Le CIO veut également renforcer le pouvoir de l'AMA, vis-à-vis des agences antidopage nationales, lui donner la responsabilité d'harmoniser les tests antidopage dans le monde entier pour qu'il n'y ait pas de déséquilibre entre pays, en concertation avec les fédérations internationales. Mais le CIO appelle aussi l'AMA à relever son niveau de sécurité, pour que de nouveaux cas de piratage informatique ne surviennent plus à l'avenir.

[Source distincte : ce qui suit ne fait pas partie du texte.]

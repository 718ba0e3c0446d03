//! Site configuration.
//!
//! `site.toml` is embedded at compile time; a broken file degrades to the
//! defaults instead of blanking the page.

use serde::Deserialize;
use std::str::FromStr;

use crate::error::SiteError;
use crate::nav::Breakpoint;

/// The `site.toml` shipped with the bundle.
pub const EMBEDDED_SITE_TOML: &str = include_str!("../site.toml");

/// Root configuration structure
#[derive(Debug, Default, Clone, PartialEq, Deserialize)]
#[serde(default)]
pub struct SiteConfig {
    pub brand: BrandConfig,
    pub layout: LayoutConfig,
    pub logging: LoggingConfig,
}

/// Brand mark and contact details
#[derive(Debug, Clone, PartialEq, Deserialize)]
#[serde(default)]
pub struct BrandConfig {
    /// Highlighted part of the wordmark ("Re").
    pub accent: String,
    /// Plain part of the wordmark ("Food").
    pub name: String,
    pub contact_email: String,
}

impl Default for BrandConfig {
    fn default() -> Self {
        Self {
            accent: "Re".into(),
            name: "Food".into(),
            contact_email: "hello@refood.org".into(),
        }
    }
}

#[derive(Debug, Clone, PartialEq, Deserialize)]
#[serde(default)]
pub struct LayoutConfig {
    /// Viewport width in CSS pixels where the desktop navbar takes over.
    pub desktop_breakpoint: u32,
}

impl Default for LayoutConfig {
    fn default() -> Self {
        Self {
            desktop_breakpoint: Breakpoint::DESKTOP.px(),
        }
    }
}

impl LayoutConfig {
    pub fn breakpoint(&self) -> Breakpoint {
        Breakpoint::new(self.desktop_breakpoint)
    }
}

#[derive(Debug, Clone, PartialEq, Deserialize)]
#[serde(default)]
pub struct LoggingConfig {
    pub level: String,
}

impl Default for LoggingConfig {
    fn default() -> Self {
        Self {
            level: "info".into(),
        }
    }
}

impl LoggingConfig {
    /// Parsed max level, `INFO` when the configured value is unknown.
    pub fn max_level(&self) -> tracing::Level {
        tracing::Level::from_str(&self.level).unwrap_or(tracing::Level::INFO)
    }
}

impl SiteConfig {
    /// Parse and validate a `site.toml` document.
    pub fn from_toml(content: &str) -> Result<Self, SiteError> {
        let config: SiteConfig = toml::from_str(content)?;
        config.validate()?;
        Ok(config)
    }

    /// Load the embedded config, returning the defaults alongside the
    /// error when it does not parse. Logging is not up yet at this point,
    /// so reporting is left to the caller.
    pub fn load_embedded() -> (Self, Option<SiteError>) {
        match Self::from_toml(EMBEDDED_SITE_TOML) {
            Ok(config) => (config, None),
            Err(err) => (Self::default(), Some(err)),
        }
    }

    fn validate(&self) -> Result<(), SiteError> {
        if tracing::Level::from_str(&self.logging.level).is_err() {
            return Err(SiteError::LogLevel(self.logging.level.clone()));
        }
        if self.layout.desktop_breakpoint == 0 {
            return Err(SiteError::ZeroBreakpoint);
        }
        Ok(())
    }
}

#[cfg(test)]
mod tests {
    use super::*;
    use pretty_assertions::assert_eq;

    #[test]
    fn embedded_config_is_valid() {
        let (config, err) = SiteConfig::load_embedded();
        assert!(err.is_none(), "embedded site.toml rejected: {err:?}");
        assert_eq!(config.layout.breakpoint(), Breakpoint::DESKTOP);
        assert_eq!(config.brand.accent, "Re");
        assert_eq!(config.brand.name, "Food");
    }

    #[test]
    fn empty_document_yields_defaults() {
        let config = SiteConfig::from_toml("").expect("empty config");
        assert_eq!(config, SiteConfig::default());
    }

    #[test]
    fn partial_document_keeps_other_defaults() {
        let config = SiteConfig::from_toml(
            r#"
[layout]
desktop_breakpoint = 1024
"#,
        )
        .expect("partial config");
        assert_eq!(config.layout.breakpoint(), Breakpoint::new(1024));
        assert_eq!(config.brand, BrandConfig::default());
        assert_eq!(config.logging.max_level(), tracing::Level::INFO);
    }

    #[test]
    fn log_level_is_case_insensitive() {
        let config = SiteConfig::from_toml("[logging]\nlevel = \"DEBUG\"\n").expect("config");
        assert_eq!(config.logging.max_level(), tracing::Level::DEBUG);
    }

    #[test]
    fn unknown_log_level_is_rejected() {
        let err = SiteConfig::from_toml("[logging]\nlevel = \"chatty\"\n").unwrap_err();
        assert!(matches!(err, SiteError::LogLevel(ref level) if level == "chatty"));
    }

    #[test]
    fn zero_breakpoint_is_rejected() {
        let err = SiteConfig::from_toml("[layout]\ndesktop_breakpoint = 0\n").unwrap_err();
        assert!(matches!(err, SiteError::ZeroBreakpoint));
    }

    #[test]
    fn malformed_toml_reports_parse_error() {
        let err = SiteConfig::from_toml("[brand\naccent = ").unwrap_err();
        assert!(matches!(err, SiteError::Parse(_)));
        assert!(err.to_string().starts_with("invalid site config"));
    }
}
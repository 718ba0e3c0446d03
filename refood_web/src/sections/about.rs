use leptos::prelude::*;

#[component]
pub fn AboutUs() -> impl IntoView {
    view! {
        <section class="py-20 bg-gray-50">
            <div class="container mx-auto px-4 max-w-4xl text-center">
                <h2 class="text-3xl md:text-4xl font-bold text-gray-900">
                    "About " <span class="text-pink-600">"ReFood"</span>
                </h2>
                <p class="mt-6 text-lg text-gray-600">
                    "Roughly a third of all food produced is never eaten. ReFood is a volunteer-run "
                    "platform that lets donors list surplus meals and groceries, and lets partner NGOs "
                    "claim and collect them while they are still fresh."
                </p>
                <div class="mt-10 grid gap-6 md:grid-cols-3 text-left">
                    <AboutCard
                        title="Donors"
                        description="Restaurants, caterers, events and households list what is left over in under a minute."
                    />
                    <AboutCard
                        title="NGOs"
                        description="Verified partners see nearby donations and schedule pickups that fit their routes."
                    />
                    <AboutCard
                        title="Volunteers"
                        description="Drivers and helpers move food from kitchen to community before it spoils."
                    />
                </div>
            </div>
        </section>
    }
}

#[component]
fn AboutCard(title: &'static str, description: &'static str) -> impl IntoView {
    view! {
        <div class="p-6 rounded-xl bg-white shadow">
            <h3 class="text-xl font-semibold text-pink-600">{title}</h3>
            <p class="mt-2 text-gray-600">{description}</p>
        </div>
    }
}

Lire aussi: Le rapport de l'AMA, le début d'un séïsme mondial

En revanche, dans ce communiqué, nul mot sur la Russie et les cas de dopage qui avaient abouti à l'éviction des athlètes russes des Jeux Olympiques de Rio. Pourtant, toutes ces mesures sont directement liées à ce scandale, où la Fédération russe d'athlétisme, l'agence russe antidopage avaient notamment couvert du dopage. Dans cette affaire, si le Comité international paralympique (IPC) avait décidé d'exclure tous les sportifs russes des paralympiques 2016 après toutes les révélations, le CIO avait renvoyé aux fédérations internationales le soin de le faire. Et c'est un rapport de la commission indépendante de l'AMA, en novembre 2015 qui avait déclenché tout cela. Mais en septembre, des hackers, appelés Fancy Bears, ont piraté le système de l'AMA pour y voler des fichiers, et dévoiler que de nombreux sportifs de premier plan avaient bénéficié d'Autorisation à usage thérapeutique (AUT). Cela avait sérieusement écorné l'image de l'Agence mondiale antidopage.